This is a gimmick-free, compromise-free, high-end choice. And after some years away from the PC, this is as happy as I’ve ever been on a Windows machine.

Disclosure notice: I contribute to the Razer Music program, but without any monetary compensation. I had this Razer Blade provided by Razer Europe on extended loan.

For more information:

music.razerzone.com is Razer’s music-focused site, which has tutorials and such (of interest to PC users in general, not just Razer customers)

Razer has US$400 off on select models through December 23. Products are available direct (with localized service and pricing):
razerzone.com

My model, as tested:

Razler Blade 14” – i7-6700HQ CPU @ 2.6G, 16GB RAM, 1TB SSD, NVIDIA GTX 1060 VR GPU with 6GB VRAM, 16GB (DDR4) RAM. Graphics and RAM are actually standard that way; storage is available from 256G-1TB SSD on the HD model or 512G-1TB on the 4k model. And all of this is just 4 lbs / 1.86 kg – not ultrabook light, but perfectly portable.

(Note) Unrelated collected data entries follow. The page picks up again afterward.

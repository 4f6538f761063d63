//! Per-call request options and their resolution against configuration.

use crate::config::ClientConfig;
use crate::error::{ValidationError, Violation};
use crate::validate::{check_bool_flags, json_type_name, Violations};
use serde_json::Value;

const FLAG_NAMES: [&str; 3] = ["refresh", "serialized", "fullResponse"];

/// Options for a multiple-content fetch. Every field is optional.
#[derive(Debug, Clone, Copy, Default, PartialEq, Eq)]
pub struct ContentOptions {
    /// Skip the cache read. The cache is written either way.
    pub refresh: Option<bool>,
    /// Override the configured response format for this call.
    pub serialized: Option<bool>,
    /// Return the raw `{data, hash, meta}` envelope instead of `data`.
    pub full_response: Option<bool>,
}

impl ContentOptions {
    pub fn new() -> Self {
        Self::default()
    }

    pub fn refresh(mut self, refresh: bool) -> Self {
        self.refresh = Some(refresh);
        self
    }

    pub fn serialized(mut self, serialized: bool) -> Self {
        self.serialized = Some(serialized);
        self
    }

    pub fn full_response(mut self, full_response: bool) -> Self {
        self.full_response = Some(full_response);
        self
    }

    /// Resolve against configuration defaults.
    ///
    /// Only `serialized` has a configuration-level default.
    pub fn resolve(&self, config: &ClientConfig) -> ResolvedOptions {
        ResolvedOptions {
            refresh: self.refresh,
            serialized: self.serialized.unwrap_or_else(|| config.serialized()),
            full_response: self.full_response,
        }
    }

    /// Read a loosely-typed option bag, recording problems in `violations`
    /// instead of failing. The returned options are only meaningful when no
    /// violation was added.
    pub fn collect(value: &Value, violations: &mut Violations) -> Self {
        let map = match value {
            Value::Null => return Self::default(),
            Value::Object(map) => map,
            other => {
                violations.push(Violation::new(
                    "options",
                    format!("must be an object, got {}", json_type_name(other)),
                ));
                return Self::default();
            }
        };

        check_bool_flags(map, &FLAG_NAMES, violations);
        let flag = |name: &str| map.get(name).and_then(Value::as_bool);
        Self {
            refresh: flag("refresh"),
            serialized: flag("serialized"),
            full_response: flag("fullResponse"),
        }
    }
}

/// Parse a loosely-typed option bag such as `{"serialized": true}`.
///
/// Values must be genuine booleans; `null` counts as absent and unknown keys
/// are ignored. All violations are reported together.
impl TryFrom<&Value> for ContentOptions {
    type Error = ValidationError;

    fn try_from(value: &Value) -> Result<Self, Self::Error> {
        let mut violations = Violations::new();
        let options = Self::collect(value, &mut violations);
        violations.into_result()?;
        Ok(options)
    }
}

/// Options after defaulting, fixed for the rest of the call.
#[derive(Debug, Clone, Copy, PartialEq, Eq)]
pub struct ResolvedOptions {
    pub refresh: Option<bool>,
    pub serialized: bool,
    pub full_response: Option<bool>,
}

impl ResolvedOptions {
    pub fn bypasses_cache(&self) -> bool {
        self.refresh.unwrap_or(false)
    }

    pub fn wants_full_response(&self) -> bool {
        self.full_response.unwrap_or(false)
    }
}

#[cfg(test)]
mod tests {
    use super::*;
    use serde_json::json;

    fn config(serialized: bool) -> ClientConfig {
        ClientConfig::builder("key")
            .serialized(serialized)
            .build()
            .unwrap()
    }

    #[test]
    fn test_resolve_uses_config_default_for_serialized_only() {
        let resolved = ContentOptions::new().resolve(&config(true));
        assert_eq!(
            resolved,
            ResolvedOptions {
                refresh: None,
                serialized: true,
                full_response: None,
            }
        );
        assert!(!resolved.bypasses_cache());
        assert!(!resolved.wants_full_response());
    }

    #[test]
    fn test_resolve_call_value_overrides_config() {
        let resolved = ContentOptions::new()
            .serialized(false)
            .refresh(true)
            .full_response(true)
            .resolve(&config(true));
        assert!(!resolved.serialized);
        assert!(resolved.bypasses_cache());
        assert!(resolved.wants_full_response());
    }

    #[test]
    fn test_try_from_accepts_booleans() {
        for value in [json!({"serialized": true}), json!({"serialized": false})] {
            assert!(ContentOptions::try_from(&value).is_ok());
        }
        let parsed = ContentOptions::try_from(&json!({
            "refresh": true,
            "fullResponse": false,
            "unrelated": "ignored"
        }))
        .unwrap();
        assert_eq!(parsed, ContentOptions::new().refresh(true).full_response(false));
    }

    #[test]
    fn test_try_from_rejects_boolean_like_values() {
        for bad in [json!(1), json!("true"), json!([]), json!({}), json!(0), json!("")] {
            let err = ContentOptions::try_from(&json!({ "serialized": bad })).unwrap_err();
            assert!(matches!(err, ValidationError::Rejected { .. }), "{:?}", bad);
        }
    }

    #[test]
    fn test_try_from_reports_all_flags() {
        let err = ContentOptions::try_from(&json!({
            "refresh": 1,
            "serialized": "false",
            "fullResponse": {}
        }))
        .unwrap_err();
        assert_eq!(err.violations().len(), 3);
    }

    #[test]
    fn test_try_from_null_and_non_object() {
        assert_eq!(ContentOptions::try_from(&Value::Null).unwrap(), ContentOptions::default());
        assert!(ContentOptions::try_from(&json!([true])).is_err());
    }

    #[test]
    fn test_collect_appends_to_existing_violations() {
        let mut violations = Violations::new();
        violations.check(false, "contentIds", "must not be empty");
        ContentOptions::collect(&json!({"refresh": 1, "serialized": true}), &mut violations);
        assert_eq!(violations.len(), 2);

        let mut clean = Violations::new();
        let options = ContentOptions::collect(&json!({"serialized": true}), &mut clean);
        assert!(clean.is_empty());
        assert_eq!(options, ContentOptions::new().serialized(true));
    }
}
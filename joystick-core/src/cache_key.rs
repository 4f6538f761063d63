//! Deterministic cache identity.
//!
//! A key is the lowercase hex SHA-256 of the compact JSON encoding of
//! `[api_key, params, sem_ver, user_id, ...additional]`. Params are held in
//! a `BTreeMap`, so they always encode in key order and two configs with the
//! same params inserted in a different order hash identically.

use crate::config::ClientConfig;
use crate::error::CacheError;
use serde_json::Value;
use sha2::{Digest, Sha256};
use std::fmt;

/// A derived cache key.
///
/// Can only be produced by [`CacheKeyBuilder::build`] (or restored from a
/// string previously obtained from one).
#[derive(Debug, Clone, PartialEq, Eq, Hash, PartialOrd, Ord)]
pub struct CacheKey {
    /// Private inner data - cannot be constructed externally
    inner: String,
}

impl CacheKey {
    /// Wrap an existing 64-char lowercase hex digest.
    pub fn from_hex(hex: &str) -> Option<Self> {
        let valid = hex.len() == 64
            && hex
                .bytes()
                .all(|b| b.is_ascii_digit() || (b'a'..=b'f').contains(&b));
        valid.then(|| Self {
            inner: hex.to_string(),
        })
    }

    pub fn as_str(&self) -> &str {
        &self.inner
    }
}

impl fmt::Display for CacheKey {
    fn fmt(&self, f: &mut fmt::Formatter<'_>) -> fmt::Result {
        f.write_str(&self.inner)
    }
}

/// Derives cache keys from account-level configuration plus call-level
/// segments.
#[derive(Debug, Clone)]
pub struct CacheKeyBuilder {
    base_segments: [Value; 4],
}

impl CacheKeyBuilder {
    pub fn new(config: &ClientConfig) -> Self {
        let params = match config.params() {
            Some(params) => Value::Object(params.clone().into_iter().collect()),
            None => Value::Null,
        };
        Self {
            base_segments: [
                Value::from(config.api_key()),
                params,
                config.sem_ver().map_or(Value::Null, |v| Value::from(v.as_str())),
                config.user_id().map_or(Value::Null, Value::from),
            ],
        }
    }

    pub fn build(&self, additional_segments: &[Value]) -> Result<CacheKey, CacheError> {
        let segments: Vec<&Value> = self
            .base_segments
            .iter()
            .chain(additional_segments.iter())
            .collect();

        let encoded = serde_json::to_vec(&segments).map_err(|e| CacheError::KeyDerivation {
            reason: e.to_string(),
        })?;
        if encoded.is_empty() {
            return Err(CacheError::KeyDerivation {
                reason: "key segments encoded to an empty string".to_string(),
            });
        }

        let digest = Sha256::digest(&encoded);
        Ok(CacheKey {
            inner: hex::encode(digest),
        })
    }
}
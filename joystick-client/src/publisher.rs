//! Single-content writes through the config endpoint.

use crate::executor::RequestExecutor;
use crate::transport::HttpMethod;
use joystick_core::validate::{check_content_id, check_description};
use joystick_core::{ConfigError, ContentUpdate, JoystickResult, Violations};
use reqwest::Url;
use tracing::debug;

#[derive(Clone)]
pub struct SingleContentPublisher {
    executor: RequestExecutor,
}

impl SingleContentPublisher {
    pub(crate) fn new(executor: RequestExecutor) -> Self {
        Self { executor }
    }

    /// Replace the content stored under `content_id`. Nothing is cached.
    pub async fn publish_content_update(
        &self,
        content_id: &str,
        update: &ContentUpdate,
    ) -> JoystickResult<()> {
        let mut violations = Violations::new();
        check_content_id(content_id, &mut violations);
        check_description(update.description(), &mut violations);
        violations.into_result()?;

        let url = self.content_url(content_id)?;
        self.executor
            .execute(HttpMethod::Put, url, &update.body())
            .await?;
        debug!(content_id, "published content update");
        Ok(())
    }

    /// Config endpoint with the id appended as one percent-encoded segment.
    fn content_url(&self, content_id: &str) -> JoystickResult<Url> {
        let base = &self.executor.config().endpoints().config_url;
        let invalid = |reason: String| ConfigError::InvalidValue {
            field: "config_url".to_string(),
            value: base.clone(),
            reason,
        };

        let mut url = Url::parse(base).map_err(|e| invalid(e.to_string()))?;
        url.path_segments_mut()
            .map_err(|()| invalid("cannot be a base url".to_string()))?
            .pop_if_empty()
            .push(content_id);
        Ok(url)
    }
}
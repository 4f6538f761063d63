//! Input validation.
//!
//! Checks are lazy: every rule is evaluated and all violations are reported
//! together, rather than stopping at the first failure.

use crate::error::{ValidationError, Violation};
use serde::Serialize;
use serde_json::{Map, Value};

/// Longest accepted content update description, in characters.
pub const MAX_DESCRIPTION_CHARS: usize = 50;

/// Collector for violated rules.
#[derive(Debug, Default, Clone)]
pub struct Violations {
    violations: Vec<Violation>,
}

impl Violations {
    pub fn new() -> Self {
        Self::default()
    }

    /// Record a violation unless `ok` holds.
    pub fn check(&mut self, ok: bool, field: impl Into<String>, reason: impl Into<String>) -> &mut Self {
        if !ok {
            self.violations.push(Violation::new(field, reason));
        }
        self
    }

    pub fn push(&mut self, violation: Violation) -> &mut Self {
        self.violations.push(violation);
        self
    }

    pub fn extend(&mut self, other: Violations) -> &mut Self {
        self.violations.extend(other.violations);
        self
    }

    pub fn is_empty(&self) -> bool {
        self.violations.is_empty()
    }

    pub fn len(&self) -> usize {
        self.violations.len()
    }

    pub fn into_result(self) -> Result<(), ValidationError> {
        if self.violations.is_empty() {
            Ok(())
        } else {
            Err(ValidationError::Rejected {
                violations: self.violations,
            })
        }
    }
}

/// A non-empty list of non-empty identifiers.
pub fn check_content_ids<S: AsRef<str>>(content_ids: &[S], violations: &mut Violations) {
    violations.check(
        !content_ids.is_empty(),
        "contentIds",
        "must contain at least 1 element",
    );
    for (index, id) in content_ids.iter().enumerate() {
        violations.check(
            !id.as_ref().is_empty(),
            format!("contentIds[{}]", index),
            "must be a non-empty string",
        );
    }
}

/// Genuine booleans only. Missing keys and `null` are accepted as absent.
pub fn check_bool_flags(options: &Map<String, Value>, flags: &[&str], violations: &mut Violations) {
    for flag in flags {
        match options.get(*flag) {
            None | Some(Value::Null) | Some(Value::Bool(_)) => {}
            Some(other) => {
                violations.push(Violation::new(
                    *flag,
                    format!("must be a boolean, got {}", json_type_name(other)),
                ));
            }
        }
    }
}

pub fn check_content_id(content_id: &str, violations: &mut Violations) {
    violations.check(!content_id.is_empty(), "Content ID", "must be a non-empty string");
}

pub fn check_description(description: &str, violations: &mut Violations) {
    let chars = description.chars().count();
    violations.check(chars >= 1, "description", "must not be empty");
    violations.check(
        chars <= MAX_DESCRIPTION_CHARS,
        "description",
        format!(
            "must be at most {} characters, got {}",
            MAX_DESCRIPTION_CHARS, chars
        ),
    );
}

/// Attempt encoding; report failures as `NotJsonEncodable` for `field`.
pub fn ensure_json_encodable<T: Serialize + ?Sized>(
    value: &T,
    field: &str,
) -> Result<Value, ValidationError> {
    serde_json::to_value(value).map_err(|e| ValidationError::NotJsonEncodable {
        field: field.to_string(),
        reason: e.to_string(),
    })
}

pub(crate) fn json_type_name(value: &Value) -> &'static str {
    match value {
        Value::Null => "null",
        Value::Bool(_) => "boolean",
        Value::Number(_) => "number",
        Value::String(_) => "string",
        Value::Array(_) => "array",
        Value::Object(_) => "object",
    }
}

#[cfg(test)]
mod tests {
    use super::*;
    use serde::ser::Error as _;
    use serde_json::json;
    use std::collections::HashMap;

    #[test]
    fn test_empty_violations_is_ok() {
        assert!(Violations::new().into_result().is_ok());
    }

    #[test]
    fn test_content_ids_reports_every_problem() {
        let mut v = Violations::new();
        check_content_ids(&["ok", "", "also-ok", ""], &mut v);
        let err = v.into_result().unwrap_err();
        let fields: Vec<String> = err.violations().into_iter().map(|v| v.field).collect();
        assert_eq!(fields, vec!["contentIds[1]", "contentIds[3]"]);
    }

    #[test]
    fn test_empty_content_ids_rejected() {
        let mut v = Violations::new();
        check_content_ids::<&str>(&[], &mut v);
        assert_eq!(v.len(), 1);
    }

    #[test]
    fn test_bool_flags() {
        let options = json!({
            "refresh": true,
            "serialized": 1,
            "fullResponse": "true",
            "other": 42
        });
        let mut v = Violations::new();
        check_bool_flags(
            options.as_object().unwrap(),
            &["refresh", "serialized", "fullResponse"],
            &mut v,
        );
        let err = v.into_result().unwrap_err();
        let fields: Vec<String> = err.violations().into_iter().map(|v| v.field).collect();
        assert_eq!(fields, vec!["serialized", "fullResponse"]);
    }

    #[test]
    fn test_null_flag_is_absent() {
        let options = json!({ "refresh": null });
        let mut v = Violations::new();
        check_bool_flags(options.as_object().unwrap(), &["refresh"], &mut v);
        assert!(v.is_empty());
    }

    #[test]
    fn test_description_bounds() {
        for (desc, ok) in [
            ("", false),
            ("a", true),
            (&"x".repeat(50)[..], true),
            (&"x".repeat(51)[..], false),
            (&"é".repeat(50)[..], true),
        ] {
            let mut v = Violations::new();
            check_description(desc, &mut v);
            assert_eq!(v.is_empty(), ok, "description of {} chars", desc.chars().count());
        }
    }

    struct Unencodable;

    impl Serialize for Unencodable {
        fn serialize<S: serde::Serializer>(&self, _serializer: S) -> Result<S::Ok, S::Error> {
            Err(S::Error::custom("recursion detected"))
        }
    }

    #[test]
    fn test_ensure_json_encodable() {
        assert_eq!(
            ensure_json_encodable(&json!({"a": [1, 2]}), "Field `content`").unwrap(),
            json!({"a": [1, 2]})
        );

        let err = ensure_json_encodable(&Unencodable, "Field `content`").unwrap_err();
        assert!(matches!(err, ValidationError::NotJsonEncodable { ref field, .. } if field == "Field `content`"));

        let mut tuple_keys = HashMap::new();
        tuple_keys.insert((1, 2), "v");
        let err = ensure_json_encodable(&tuple_keys, "Field `dynamicContentMap`").unwrap_err();
        assert!(matches!(err, ValidationError::NotJsonEncodable { .. }));
    }
}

I think the 14” model is the most balanced choice, but you can also upgrade to a roomier 17” Razer Blade Pro (with slightly higher-end specs, too), or opt for the more compact 13” Razer Blade Stealth. (To save space, the Stealth can use an external GPU, so you have graphics power when you need it.) Details:

Razer Blade Pro 17” – Full HD model (same CPU/GPU as 14”) with 16GB RAM and 256GB SSD + 2TB HDD. RAM can be upgraded to 32GB, SSD to 2TB, HDD to 4TB by user. Also have the 4K model, with GTX 1080 GPU, overclocked i7-7820HK, 32GB RAM, RAID 0 SSD up to 2TB, and mechanical keyboard.

Razer Blade Stealth 13” – New 8th gen quad-core CPU available, 16GB RAM, QHD+ touch screen, up to 1TB, and with Gunmetal color option (no glowing green logo or green USB ports, but also no Chroma keyboard). Can be paired with Razer Core for more graphics power and connectivity.

Let me know what machines you’re using these days. And, yeah, maybe we can add each other on Steam.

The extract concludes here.